For non-sequential values, chain comparisons with early exit:
:classify | value -- string
5 <? ( "less than 5" ; )
6 =? ( "is 6" ; )
7 =? ( "is 7" ; )
111 <? ( "between 8 and 110" ; )
"111 or more" ;
15 classify .print drop | "between 8 and 110"
Common Conditional Errors
ERROR 1: Forgetting to clean the stack
| ✗ WRONG — value still on stack at end
:bad | value --
5 >? ( "Greater" .print )
;
| ✓ CORRECT
:good | value --
5 >? ( "Greater" .print )
drop ;
ERROR 2: Misreading which value is consumed
| Stack before: 10 5 (NOS=10, TOS=5)
10 5 >? ( "Yes" .print )
| After: 10 (TOS=5 consumed, NOS=10 kept)
| Many expect the result to be 5 — it's not!
ERROR 3: Nested conditions without cleanup
| ✗ WRONG — extra value left on stack
x 5 >? ( 10 <? ( "Between" .print ) )
| leaves x on stack at the end
| ✓ CORRECT
x 5 >? ( 10 <? ( "Between" .print drop ; ) )
drop
Repetition
When a conditional is placed inside a code block, it becomes a loop. While the condition is true, the block repeats. When false, execution jumps to the word after ).
( condition-word body )
Counting Up
1 ( 10 <?
dup "%d " .print
1 + ) drop
| Prints: 1 2 3 4 5 6 7 8 9
When TOS reaches 10, <? is false and the loop ends. The counter is dropped after.

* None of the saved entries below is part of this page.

use std::time::{Duration, SystemTime};

use futures::{future::BoxFuture, stream::BoxStream};
use serde_json::{Value, json};
use tokio::time::sleep;
use tracing::{debug, warn};
use uuid::Uuid;

use crate::dao::{
    chat_store::{ChatStore, ToggleOutcome, WELCOME_MESSAGE_ID, sort_messages},
    models::{ChatMessageEntity, MessageDraft, MessageKindEntity, PresenceEntity},
    storage::{StorageError, StorageResult},
};

use super::{
    client::{CouchClient, WriteOutcome},
    models::{
        CouchMessageDocument, CouchPresenceDocument, message_doc_id, message_room_prefix,
        presence_doc_id, presence_room_prefix,
    },
};

/// Compare-and-swap attempts before a contended write is reported.
const MAX_WRITE_ATTEMPTS: u32 = 8;
/// Pause before re-opening a failed `_changes` long-poll.
const WATCH_RETRY_DELAY: Duration = Duration::from_secs(2);

/// [`ChatStore`] backed by CouchDB documents. Every read-modify-write carries
/// the document revision so concurrent writers never overwrite each other.
#[derive(Clone)]
pub struct CouchChatStore {
    couch: CouchClient,
}

impl CouchChatStore {
    /// Wrap an already connected client.
    pub fn new(couch: CouchClient) -> Self {
        Self { couch }
    }
}

impl ChatStore for CouchChatStore {
    fn append_message(
        &self,
        draft: MessageDraft,
    ) -> BoxFuture<'static, StorageResult<ChatMessageEntity>> {
        let store = self.clone();
        Box::pin(async move {
            for _ in 0..MAX_WRITE_ATTEMPTS {
                let message = draft.clone().into_entity(Uuid::new_v4(), SystemTime::now());
                let doc = CouchMessageDocument::from(message);
                match store.couch.put_document(&doc.id, &doc).await? {
                    WriteOutcome::Written => return Ok(doc.message),
                    // Only a v4 collision can conflict on a fresh id; draw again.
                    WriteOutcome::Conflict => continue,
                }
            }
            Err(StorageError::Contention {
                key: message_room_prefix(&draft.room_id),
                attempts: MAX_WRITE_ATTEMPTS,
            })
        })
    }

    fn ensure_welcome(&self, draft: MessageDraft) -> BoxFuture<'static, StorageResult<bool>> {
        let store = self.clone();
        Box::pin(async move {
            let doc = CouchMessageDocument::from(
                draft.into_entity(WELCOME_MESSAGE_ID, SystemTime::now()),
            );
            // Writing without a revision fails with 409 when the welcome exists.
            match store.couch.put_document(&doc.id, &doc).await? {
                WriteOutcome::Written => Ok(true),
                WriteOutcome::Conflict => Ok(false),
            }
        })
    }

    fn find_message(
        &self,
        room_id: &str,
        id: Uuid,
    ) -> BoxFuture<'static, StorageResult<Option<ChatMessageEntity>>> {
        let store = self.clone();
        let doc_id = message_doc_id(room_id, id);
        Box::pin(async move {
            let doc = store
                .couch
                .get_document::<CouchMessageDocument>(&doc_id)
                .await?;
            Ok(doc.map(|doc| doc.message))
        })
    }

    fn list_messages(
        &self,
        room_id: &str,
    ) -> BoxFuture<'static, StorageResult<Vec<ChatMessageEntity>>> {
        let store = self.clone();
        let prefix = message_room_prefix(room_id);
        Box::pin(async move {
            let docs = store
                .couch
                .list_documents::<CouchMessageDocument>(&prefix)
                .await?;
            let mut messages: Vec<_> = docs.into_iter().map(|doc| doc.message).collect();
            sort_messages(&mut messages);
            Ok(messages)
        })
    }

    fn toggle_reaction(
        &self,
        room_id: &str,
        message_id: Uuid,
        emoji: &str,
        user_id: &str,
    ) -> BoxFuture<'static, StorageResult<ToggleOutcome>> {
        let store = self.clone();
        let doc_id = message_doc_id(room_id, message_id);
        let emoji = emoji.to_string();
        let user_id = user_id.to_string();
        Box::pin(async move {
            for attempt in 1..=MAX_WRITE_ATTEMPTS {
                let Some(mut doc) = store
                    .couch
                    .get_document::<CouchMessageDocument>(&doc_id)
                    .await?
                else {
                    return Ok(ToggleOutcome::MessageNotFound);
                };

                if doc.message.kind == MessageKindEntity::System {
                    return Ok(ToggleOutcome::SystemMessage);
                }

                doc.message.toggle_reaction(&emoji, &user_id);
                match store.couch.put_document(&doc_id, &doc).await? {
                    WriteOutcome::Written => return Ok(ToggleOutcome::Applied(doc.message)),
                    WriteOutcome::Conflict => {
                        debug!(doc_id = %doc_id, attempt, "reaction toggle lost a revision race; retrying");
                    }
                }
            }

            Err(StorageError::Contention {
                key: doc_id,
                attempts: MAX_WRITE_ATTEMPTS,
            })
        })
    }

    fn put_presence(&self, presence: PresenceEntity) -> BoxFuture<'static, StorageResult<()>> {
        let store = self.clone();
        Box::pin(async move {
            let doc_id = presence_doc_id(&presence.room_id, &presence.user_id);
            for _ in 0..MAX_WRITE_ATTEMPTS {
                let rev = store.couch.get_revision(&doc_id).await?;
                let doc = CouchPresenceDocument::from((presence.clone(), rev));
                if store.couch.put_document(&doc_id, &doc).await? == WriteOutcome::Written {
                    return Ok(());
                }
            }
            Err(StorageError::Contention {
                key: doc_id,
                attempts: MAX_WRITE_ATTEMPTS,
            })
        })
    }

    fn delete_presence(
        &self,
        room_id: &str,
        user_id: &str,
    ) -> BoxFuture<'static, StorageResult<()>> {
        let store = self.clone();
        let doc_id = presence_doc_id(room_id, user_id);
        Box::pin(async move {
            for _ in 0..MAX_WRITE_ATTEMPTS {
                let Some(rev) = store.couch.get_revision(&doc_id).await? else {
                    return Ok(());
                };
                if store.couch.delete_document(&doc_id, &rev).await? == WriteOutcome::Written {
                    return Ok(());
                }
            }
            Err(StorageError::Contention {
                key: doc_id,
                attempts: MAX_WRITE_ATTEMPTS,
            })
        })
    }

    fn list_presence(
        &self,
        room_id: &str,
    ) -> BoxFuture<'static, StorageResult<Vec<PresenceEntity>>> {
        let store = self.clone();
        let prefix = presence_room_prefix(room_id);
        Box::pin(async move {
            let docs = store
                .couch
                .list_documents::<CouchPresenceDocument>(&prefix)
                .await?;
            Ok(docs.into_iter().map(|doc| doc.presence).collect())
        })
    }

    fn watch_room(&self, room_id: &str) -> BoxStream<'static, StorageResult<()>> {
        let couch = self.couch.clone();
        // Presence documents carry `room_id` too; only messages have `kind`.
        let selector = json!({ "room_id": room_id, "kind": { "$exists": true } });
        Box::pin(async_stream::stream! {
            let mut since = Value::String("now".into());
            loop {
                match couch.wait_for_changes(&selector, &since).await {
                    Ok((count, last_seq)) => {
                        since = last_seq;
                        if count > 0 {
                            yield Ok(());
                        }
                    }
                    Err(err) => {
                        warn!(error = %err, "room change feed failed; retrying");
                        yield Err(StorageError::from(err));
                        sleep(WATCH_RETRY_DELAY).await;
                    }
                }
            }
        })
    }

    fn health_check(&self) -> BoxFuture<'static, StorageResult<()>> {
        let store = self.clone();
        Box::pin(async move { store.couch.ping().await.map_err(Into::into) })
    }

    fn try_reconnect(&self) -> BoxFuture<'static, StorageResult<()>> {
        let store = self.clone();
        Box::pin(async move { store.couch.ensure_database().await.map_err(Into::into) })
    }
}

Preferred Pattern: Countdown
Unary conditionals (1?) don't consume the stack, making countdown loops faster:
10 ( 1? 1 - ) drop
| Counts from 10 down to 1
Whether to include 0 in the loop depends on where you place your code:
| Code BEFORE decrement — includes 0 in the iteration
10 ( 1? dup process 1 - ) drop
| Code AFTER decrement — excludes 0
10 ( 1? 1 - dup process ) drop
Nested Loops
#table * 800 | 10 × 10 × 8 bytes
'table >a
0 ( 10 <? 1 +
0 ( 10 <? 1 +
a@+ "%d " .print
) drop
.cr
) drop
Memory Traversal Patterns
Null-terminated strings:
"hello" ( c@+ 1?
use-each-character
) 2drop
| When the loop exits: address+1 and 0 are on stack, both dropped
With a count:
"hello" 5 ( 1? 1 -
swap c@+
use-each-character
swap
) 2drop
Loop with early exit:
:find-zero | addr cnt -- addr|0
( 1? 1 -
over @ 0? ( 2drop 0 ; ) drop
swap 8 + swap
)
2drop 0 ;
Loop with accumulator — three styles:
| Pure stack (hard to read with many values):
:sum-array | addr cnt -- sum
0 swap
( 1? 1 -
-rot swap @+ rot + rot
)
drop nip ;
| Register for accumulator (cleaner):
:sum-array | addr cnt -- sum
0 >a
( 1? 1 -
swap @+ a> + >a swap
) 2drop
a> ;
| Register for address (cleanest):
:sum-array | addr cnt -- sum
swap >a
0
( swap 1? 1 -
swap a@+ +
) drop ;
Multiple Exit Conditions
"text" ( c@+ 1? | continue while not zero
13 <>? | AND not carriage return
10 <>? | AND not line feed
drop
) 2drop
| On exit: the terminating character and the address are on stack
Recursion
Recursion happens naturally: as soon as a word definition begins, the word can call itself.
:fibonacci | n -- f
2 <? ( 1 nip ; ) | Base case: fib(0) = fib(1) = 1
1 - dup | n-1, n-1
1 - fibonacci | n-1, fib(n-2)
swap fibonacci | fib(n-2), fib(n-1)
+ ; | fib(n)
:factorial | n -- n!
dup 1 <=? ( drop 1 ; ) | Base case: 0! = 1! = 1
dup 1 -
factorial
* ;
5 factorial | Result: 120
Recursion rule: Always ensure the termination condition is correct and that the stack is balanced between the base case and the recursive case.
Tail Call Optimization
When a word is called as the last operation before ;, R3 turns the call into a jump instead of a real call — no stack growth occurs. Tail-recursive words become loops:
:loopback | n -- 0
0? ( ; ) | Base case
1 -
loopback ; | Tail call → compiled as jump
10 loopback | Counts down efficiently
Recursion vs Iteration
Use recursion when the problem naturally decomposes into smaller identical sub-problems (trees, divide-and-conquer). Use loops for linear traversal and simple counting.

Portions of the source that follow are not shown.